Clathrin-mediated Endocytosis of Na⁺,K⁺-ATPase in Response to Parathyroid Hormone Requires ERK-dependent Phosphorylation of Ser-11 within the α₁-Subunit

Parathyroid hormone (PTH) inhibits Na⁺,K⁺-ATPase activity through protein kinase C- (PKC) and extracellular signal-regulated kinase- (ERK) dependent pathways and increases serine phosphorylation of the α₁-subunit. To determine whether specific serine phosphorylation sites within the Na⁺,K⁺-ATPase α₁-subunit are involved in the Na⁺,K ⁺-ATPase responses to PTH, we examined the effect of PTH in opossum kidney cells stably transfected with wild type rat Na⁺,K ⁺-ATPase α₁-subunit (WT), serine 11 to alanine mutant α₁-subunit (S11A), or serine 18 to alanine mutant α₁-subunit (S18A). PTH increased phosphorylation and endocytosis of the Na⁺,K⁺-ATPase α ₁-subunit into clathrin-coated vesicles in cells transfected with WT and S18A rat Na⁺,K⁺-ATPase α₁-subunits.
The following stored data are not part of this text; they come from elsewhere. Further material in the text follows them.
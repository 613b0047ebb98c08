//! Per-port bridge worker threads
//!
//! Each bridged port gets one thread running a non-blocking poll loop over
//! its [`PortBridge`]. The fast path's own transmit path is passed in as a
//! `FastPathTx`.

use std::sync::Arc;
use std::sync::atomic::{AtomicBool, Ordering};
use std::thread::{self, JoinHandle};

use tracing::{debug, error, info};

use crate::bridge::{BridgeStats, PortBridge, StatsSnapshot};
use crate::kernel::KernelIface;
use crate::pool::PoolBuffer;
use crate::port::PortRegistry;

/// Transmit side of the fast path for one port
pub trait FastPathTx: Send + 'static {
    fn tx_send(&mut self, buf: PoolBuffer);
}

impl<F> FastPathTx for F
where
    F: FnMut(PoolBuffer) + Send + 'static,
{
    fn tx_send(&mut self, buf: PoolBuffer) {
        self(buf)
    }
}

/// Handle to a running worker
pub struct WorkerHandle {
    thread: Option<JoinHandle<()>>,
    shutdown: Arc<AtomicBool>,
    stats: Arc<BridgeStats>,
    /// Registry index of the port
    pub index: usize,
}

impl WorkerHandle {
    /// Signal the worker to stop
    pub fn stop(&self) {
        self.shutdown.store(true, Ordering::SeqCst);
    }

    /// Wait for the worker to finish
    pub fn join(mut self) -> Result<(), String> {
        if let Some(handle) = self.thread.take() {
            handle
                .join()
                .map_err(|_| "Worker thread panicked".to_string())
        } else {
            Ok(())
        }
    }

    pub fn is_running(&self) -> bool {
        self.thread.as_ref().is_some_and(|h| !h.is_finished())
    }

    pub fn stats(&self) -> &Arc<BridgeStats> {
        &self.stats
    }
}

impl Drop for WorkerHandle {
    fn drop(&mut self) {
        self.stop();
    }
}

/// Spawn the bridge worker for the port at registry position `index`
pub fn spawn_worker<I, T>(
    ports: Arc<PortRegistry<I>>,
    index: usize,
    burst_size: usize,
    tx: T,
) -> Result<WorkerHandle, String>
where
    I: KernelIface + 'static,
    T: FastPathTx,
{
    if ports.get(index).is_none() {
        return Err(format!("No port at index {index}"));
    }

    let shutdown = Arc::new(AtomicBool::new(false));
    let stats = Arc::new(BridgeStats::new());
    let shutdown_clone = shutdown.clone();
    let stats_clone = stats.clone();

    let thread = thread::Builder::new()
        .name(format!("kni-worker-{index}"))
        .spawn(move || run_worker(&ports, index, burst_size, tx, stats_clone, &shutdown_clone))
        .map_err(|e| format!("Failed to spawn worker thread: {e}"))?;

    Ok(WorkerHandle {
        thread: Some(thread),
        shutdown,
        stats,
        index,
    })
}

/// Stop every worker, wait for all of them and sum their counters
pub fn stop_workers(workers: Vec<WorkerHandle>) -> StatsSnapshot {
    for worker in &workers {
        worker.stop();
    }

    let mut total = StatsSnapshot::default();
    for worker in workers {
        let index = worker.index;
        let stats = Arc::clone(worker.stats());
        if let Err(e) = worker.join() {
            error!(index, error = %e, "Bridge worker failed");
        }
        total += stats.snapshot();
    }
    total
}

/// Main worker loop
fn run_worker<I: KernelIface, T: FastPathTx>(
    ports: &PortRegistry<I>,
    index: usize,
    burst_size: usize,
    mut tx: T,
    stats: Arc<BridgeStats>,
    shutdown: &AtomicBool,
) {
    let Some(port) = ports.get(index) else {
        error!(index, "Worker started for missing port");
        return;
    };

    info!(index, port_id = port.id(), "Starting bridge worker");

    let mut bridge = PortBridge::new(port, burst_size, stats);
    while !shutdown.load(Ordering::Relaxed) {
        if bridge.poll(|buf| tx.tx_send(buf)) == 0 {
            std::hint::spin_loop();
        }
    }

    debug!(index, stats = ?bridge.stats().snapshot(), "Bridge worker shutting down");
}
PTH did not increase the level of phosphorylation or stimulate translocation of Na⁺,K⁺-ATPase α₁-subunits into clathrin-coated vesicles in cells transfected with the S11A mutant. PTH inhibited ouabain-sensitive ⁸⁶Rb uptake and Na⁺,K ⁺-ATPase activity (ouabain-sensitive ATP hydrolysis) in WT- and S18A-transfected opossum kidney cells but not in S11A-transfected cells. Pretreatment of the cells with the PKC inhibitors and ERK inhibitor blocked PTH inhibition of ⁸⁶Rb uptake, Na⁺,K⁺-ATPase activity, α₁-subunit phosphorylation, and endocytosis in WT and S18A cells. Consistent with the notion that ERK phosphorylates Na ⁺,K⁺-ATPase α₁-subunit, ERK was shown to be capable of causing phosphorylation of Na⁺,K⁺-ATPase α₁-subunit immunoprecipitated from WT and S18A but not from S11A-transfected cells. These results suggest that PTH regulates Na ⁺,K⁺-ATPase by PKC and ERK-dependent α ₁-subunit phosphorylation and that the phosphorylation requires the expression of a serine at the 11 position of the Na⁺,K ⁺-ATPase α₁-subunit.